### Data to process
-.-.-
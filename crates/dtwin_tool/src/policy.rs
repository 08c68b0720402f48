//! Opt-in gating rules for extracted filters.
//!
//! The extraction prompt tells the upstream agent to emit at most one
//! filter, to use `EntityType` only when a type is named, and to build a
//! `Property` filter only with both key and value. None of this is enforced
//! by default; each rule can be switched on independently.

use dtwin_core::{ParameterKind, SearchError, SearchResult, ValidatedRequest};
use serde::{Deserialize, Serialize};

/// Policy configuration
#[derive(Debug, Clone, Copy, Default, PartialEq, Eq, Serialize, Deserialize)]
#[serde(rename_all = "camelCase", default, deny_unknown_fields)]
pub struct SearchPolicy {
    /// Reject requests with more than one filter
    pub enforce_single_filter: bool,
    /// Reject `Property` filters missing a key or a value
    pub require_property_value: bool,
    /// Reject `EntityType` filters unless the prompt names a type
    pub require_entity_type_explicit_mention: bool,
}

impl SearchPolicy {
    /// Every rule on
    #[must_use]
    pub fn strict() -> Self {
        Self {
            enforce_single_filter: true,
            require_property_value: true,
            require_entity_type_explicit_mention: true,
        }
    }

    /// Set single-filter rule
    #[must_use]
    pub fn with_single_filter(mut self, enabled: bool) -> Self {
        self.enforce_single_filter = enabled;
        self
    }

    /// Set property-value rule
    #[must_use]
    pub fn with_property_value(mut self, enabled: bool) -> Self {
        self.require_property_value = enabled;
        self
    }

    /// Set entity-type mention rule
    #[must_use]
    pub fn with_entity_type_mention(mut self, enabled: bool) -> Self {
        self.require_entity_type_explicit_mention = enabled;
        self
    }

    /// Whether any rule is enabled
    #[must_use]
    pub fn is_enforcing(&self) -> bool {
        self.enforce_single_filter
            || self.require_property_value
            || self.require_entity_type_explicit_mention
    }

    /// Check a validated request against the enabled rules
    ///
    /// # Errors
    ///
    /// Returns the first rule violation found
    pub fn check(&self, request: &ValidatedRequest) -> SearchResult<()> {
        if self.enforce_single_filter && request.filters.len() > 1 {
            return Err(SearchError::TooManyFilters {
                count: request.filters.len(),
            });
        }

        for (index, filter) in request.filters.iter().enumerate() {
            match filter.kind {
                ParameterKind::Property
                    if self.require_property_value && !filter.has_key_and_value() =>
                {
                    return Err(SearchError::IncompletePropertyFilter { index });
                }
                ParameterKind::EntityType if self.require_entity_type_explicit_mention => {
                    if !mentions_type(request.prompt.as_deref(), filter.value.as_deref()) {
                        return Err(SearchError::EntityTypeNotMentioned { index });
                    }
                }
                _ => {}
            }
        }

        Ok(())
    }
}

/// A prompt mentions a type when it contains the word "type", or names the
/// filter value as a whole word and that value is an IFC class (`IfcWall`)
fn mentions_type(prompt: Option<&str>, value: Option<&str>) -> bool {
    let Some(prompt) = prompt else {
        return false;
    };
    let prompt = prompt.to_lowercase();
    let mut words = prompt.split(|c: char| !c.is_alphanumeric()).filter(|w| !w.is_empty());
    let value = value.map(str::to_lowercase).filter(|v| is_ifc_class(v));
    words.any(|word| word == "type" || word == "types" || value.as_deref() == Some(word))
}

fn is_ifc_class(name: &str) -> bool {
    name.len() > 3 && name.starts_with("ifc") && name.chars().all(char::is_alphanumeric)
}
-.-.-
List each line of the entries that holds the string "SearchPolicy".

### Your solution
pub struct SearchPolicy {
impl SearchPolicy {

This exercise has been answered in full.